В скором времени меня назначили на пост замминистра здравоохранения. Было очевидно, что я соответствовал этой должности. Мое озабоченное лицо уже мелькало на экранах телевизоров, звучал мой голос, вполне приятный, правда недостаточно выразительный. Со страниц газет и журналов я искренне и серьезно обсуждал проблемы, с которыми мне приходилось сталкиваться. Мой публичный имидж к тому времени сложился. В нем не было обаяния, скорее некоторое приближение к идеалу, который хотели видеть в политическом лидере. Мой образ существовал как бы вне меня и даже, как я заметил, с годами становился все ярче.
В избирательном списке, помещенном в воскресном парламентском листке, я был назван одним из кандидатов в премьер-министры. Ингрид чрезвычайно взволновала эта новость, а детей смутила.
Я стал необходим партии, как актер из постоянной труппы старого доброго английского театра, — надежный, знающий, но настолько далекий от магии Лоуренса Оливье или Джона Гилгуда, что казалась странной их принадлежность к одной профессии.
Искусство и страсти, преобразующие жизнь, не были моей сущностью. Но во всех ипостасях моя жизнь оставалась великолепным спектаклем.
6
Мой сын был статным молодым человеком. Стройные пропорции Ингрид смягчали в нем мою некоторую тяжеловесность. Мартин вырос высоким и сильным юношей. Ингрид передала ему свою матовую бледность. Абсолютно женская нежность кожи казалась изысканным контрапунктом к его темным глазам и волосам, унаследованным от меня. Этот драматический колорит, весьма экзотичный для Англии, выглядел весьма эффектно в контрасте с пастельной внешностью его сестры Салли, девушкой редкой красоты, истинной английской розой.

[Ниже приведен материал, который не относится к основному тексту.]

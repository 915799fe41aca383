//! Repository for antenatal enrollments.

use sqlx::PgPool;

use crate::models::crf::AntenatalEnrollmentRow;

/// Provides read access to antenatal enrollments.
pub struct AntenatalEnrollmentRepo;

impl AntenatalEnrollmentRepo {
    pub async fn find_for_subject(
        pool: &PgPool,
        subject_identifier: &str,
    ) -> Result<Option<AntenatalEnrollmentRow>, sqlx::Error> {
        tracing::debug!(subject_identifier, "Looking up antenatal enrollment");
        sqlx::query_as::<_, AntenatalEnrollmentRow>(
            "SELECT subject_identifier, report_datetime, enrollment_hiv_status \
             FROM flourish_caregiver_antenatalenrollment \
             WHERE subject_identifier = $1 \
             LIMIT 1",
        )
        .bind(subject_identifier)
        .fetch_optional(pool)
        .await
    }
}
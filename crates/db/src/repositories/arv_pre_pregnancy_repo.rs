//! Repository for the ARVs-before-pregnancy CRF.

use sqlx::PgPool;

use crate::models::crf::ArvPrePregnancyRow;

/// Provides read access to the ARVs-before-pregnancy CRF.
pub struct ArvPrePregnancyRepo;

impl ArvPrePregnancyRepo {
    pub async fn find_for_subject(
        pool: &PgPool,
        subject_identifier: &str,
    ) -> Result<Option<ArvPrePregnancyRow>, sqlx::Error> {
        tracing::debug!(subject_identifier, "Looking up ARVs before pregnancy");
        sqlx::query_as::<_, ArvPrePregnancyRow>(
            "SELECT mv.subject_identifier, a.art_start_date \
             FROM flourish_caregiver_arvsprepregnancy a \
             JOIN flourish_caregiver_maternalvisit mv ON mv.id = a.maternal_visit_id \
             WHERE mv.subject_identifier = $1 \
             ORDER BY mv.report_datetime DESC \
             LIMIT 1",
        )
        .bind(subject_identifier)
        .fetch_optional(pool)
        .await
    }
}
//! Maternal labour and delivery form.
//!
//! Steps run in a fixed order. The ultrasound and latest-visit lookups are
//! prerequisites: when either is missing validation stops there, whatever the
//! mode.

use chrono::Duration;
use serde::{Deserialize, Serialize};
use validator::Validate;

use crate::constants::{C_SECTION, NONE, NOT_APPLICABLE, OTHER, YES};
use crate::context::ValidationContext;
use crate::status::HivStatus;
use crate::types::{Date, RecordId, Timestamp};
use crate::validation::combinators::{
    m2m_other_specify, m2m_single_selection_if, required_if, required_if_true,
    validate_other_specify,
};
use crate::validation::rules::reword;
use crate::validation::{FieldViolation, Halted, Rejection, Report, RuleKind, RuleResult};

use super::common::{
    complete_ultrasound_first, latest_visit_hiv_status, schema_violations,
    validate_against_consent_datetime,
};

pub const FORM_NAME: &str = "maternal_delivery";
const FORM_TITLE: &str = "Maternal Labour Delivery Form";

#[derive(Debug, Clone, Default, PartialEq, Eq, Serialize, Deserialize, Validate)]
#[serde(default)]
pub struct MaternalDelivery {
    pub id: Option<RecordId>,
    /// Consent the delivery is recorded under. The latest consent when absent.
    pub consent_id: Option<RecordId>,
    #[validate(length(min = 1, message = "Subject identifier is required."))]
    pub subject_identifier: String,
    pub report_datetime: Option<Timestamp>,
    pub delivery_datetime: Option<Timestamp>,
    pub mode_delivery: Option<String>,
    pub mode_delivery_other: Option<String>,
    pub csection_reason: Option<String>,
    pub csection_reason_other: Option<String>,
    pub delivery_hospital: Option<String>,
    pub delivery_hospital_other: Option<String>,
    pub valid_regiment_duration: Option<String>,
    pub arv_initiation_date: Option<Date>,
    #[validate(range(min = 0, max = 10, message = "Enter a count between 0 and 10."))]
    pub still_births: Option<i32>,
    #[validate(range(min = 0, max = 10, message = "Enter a count between 0 and 10."))]
    pub live_infants_to_register: Option<i32>,
    pub delivery_complications: Vec<String>,
    pub delivery_complications_other: Option<String>,
}

pub fn validate(form: &MaternalDelivery, ctx: &ValidationContext<'_>) -> Result<(), Rejection> {
    let mut report = Report::new(ctx.config.mode);
    let _ = check(form, ctx, &mut report);
    report.finish(FORM_NAME, Some(&form.subject_identifier))
}

fn check(
    form: &MaternalDelivery,
    ctx: &ValidationContext<'_>,
    report: &mut Report,
) -> Result<(), Halted> {
    report.extend(schema_violations(form))?;
    let subject = form.subject_identifier.as_str();

    report.record(validate_against_consent_datetime(
        ctx.lookups,
        subject,
        form.consent_id,
        form.report_datetime,
    ))?;

    let csection = form
        .mode_delivery
        .as_deref()
        .is_some_and(|mode| mode.contains(C_SECTION));
    report.record(required_if_true(
        csection,
        "csection_reason",
        &form.csection_reason,
    ))?;

    report.prerequisite(
        ctx.lookups
            .ultrasound(subject, None)
            .ok_or_else(complete_ultrasound_first),
    )?;

    let status = report.prerequisite(latest_visit_hiv_status(
        ctx.lookups,
        ctx.resolver,
        subject,
        FORM_TITLE,
    ))?;
    report.record(validate_valid_regime_hiv_pos_only(
        form,
        status,
        ctx.config.arv_min_weeks_before_delivery,
    ))?;

    report.record(validate_still_births(form))?;
    report.record(validate_initiation_date(form, ctx))?;

    report.record(validate_other_specify(
        form.delivery_hospital.as_deref(),
        "delivery_hospital_other",
        &form.delivery_hospital_other,
    ))?;
    report.record(validate_other_specify(
        form.mode_delivery.as_deref(),
        "mode_delivery_other",
        &form.mode_delivery_other,
    ))?;
    report.record(validate_other_specify(
        form.csection_reason.as_deref(),
        "csection_reason_other",
        &form.csection_reason_other,
    ))?;

    report.record(m2m_single_selection_if(
        &[OTHER, NONE],
        "delivery_complications",
        &form.delivery_complications,
    ))?;
    report.record(m2m_other_specify(
        &[OTHER],
        &form.delivery_complications,
        "delivery_complications_other",
        &form.delivery_complications_other,
    ))
}

/// Regimen duration is only answered for HIV positive mothers, and a valid
/// regimen must have started early enough before delivery.
fn validate_valid_regime_hiv_pos_only(
    form: &MaternalDelivery,
    status: HivStatus,
    min_weeks: u32,
) -> RuleResult {
    let regimen = form.valid_regiment_duration.as_deref();

    if !status.is_positive() {
        if regimen != Some(NOT_APPLICABLE) {
            return Err(FieldViolation::field(
                "valid_regiment_duration",
                RuleKind::NotApplicable,
                format!(
                    "Participant's HIV status is {status}, valid regimen duration should be \
                     Not Applicable."
                ),
            ));
        }
        if form.arv_initiation_date.is_some() {
            return Err(FieldViolation::field(
                "arv_initiation_date",
                RuleKind::NotRequired,
                format!(
                    "Participant's HIV status is {status}, arv initiation date should not filled."
                ),
            ));
        }
        return Ok(());
    }

    if regimen != Some(YES) {
        return Err(FieldViolation::field(
            "valid_regiment_duration",
            RuleKind::Consistency,
            "Participant is HIV+ valid regimen duration should be YES. Please correct.",
        ));
    }
    required_if(&[YES], regimen, "arv_initiation_date", &form.arv_initiation_date).map_err(
        reword(
            RuleKind::Required,
            "You indicated participant was on valid regimen, please give a valid arv \
             initiation date.",
        ),
    )?;

    if let (Some(delivery), Some(initiated)) = (form.delivery_datetime, form.arv_initiation_date) {
        let earliest = delivery
            .date_naive()
            .checked_sub_signed(Duration::weeks(i64::from(min_weeks)));
        if earliest.map_or(true, |earliest| earliest < initiated) {
            return Err(FieldViolation::field(
                "delivery_datetime",
                RuleKind::DateWindow,
                format!(
                    "You indicated that the mother was on REGIMEN for a valid duration, but \
                     delivery date is within {min_weeks}weeks of art initiation date. Please \
                     correct."
                ),
            ));
        }
    }
    Ok(())
}

fn validate_still_births(form: &MaternalDelivery) -> RuleResult {
    match (form.still_births, form.live_infants_to_register) {
        (Some(0), live) if live != Some(1) => Err(FieldViolation::field(
            "live_infants_to_register",
            RuleKind::Consistency,
            "If still birth is 0 then live birth should be 1.",
        )),
        (Some(1), live) if live != Some(0) => Err(FieldViolation::field(
            "still_births",
            RuleKind::Consistency,
            "If live births is 1 then still birth should be 0.",
        )),
        _ => Ok(()),
    }
}

/// The initiation date must match the one captured on the pre-pregnancy ARV form.
fn validate_initiation_date(form: &MaternalDelivery, ctx: &ValidationContext<'_>) -> RuleResult {
    let Some(arvs) = ctx.lookups.arvs_pre_pregnancy(&form.subject_identifier) else {
        return Ok(());
    };
    if arvs.art_start_date == form.arv_initiation_date {
        return Ok(());
    }
    let expected = arvs
        .art_start_date
        .map(|date| date.to_string())
        .unwrap_or_default();
    Err(FieldViolation::field(
        "arv_initiation_date",
        RuleKind::Consistency,
        format!(
            "The date does not corrospond with the date from Arv Pregnancy CRF, the date \
             should be {expected} "
        ),
    ))
}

Красота детей внушает нам тревогу. В ней есть некий избыток, создающий родителям лишние проблемы. Большинство отцов хотели бы видеть своих дочерей привлекательными и мужественными сыновей. Но истинная красота приводит их в замешательство. Подобно гениальности мы предпочитаем наблюдать ее в других семьях.
Миловидность и элегантность Мартина смущали меня. Его повышенная сексуальность была так очевидна, что было непонятно, как могут его приятельницы не замечать этой опасности. Длинной вереницей являлись девушки на воскресные ленчи и случайные вечеринки, где мы с Ингрид их наблюдали. Выяснилось, что мой сын сексуально довольно неразборчив и вполне равнодушен к обращенным на него любовным взглядам. Все это развлекало Ингрид. О себе я этого сказать не мог.
Его отношение к жизни наводило на меня уныние. Медициной он не интересовался, политикой тоже. Решил стать журналистом, — как мне казалось, чтобы оставаться сторонним наблюдателем. Свою карьеру Мартин планировал совершенно самостоятельно, не вводя в заблуждение ни себя, ни нас.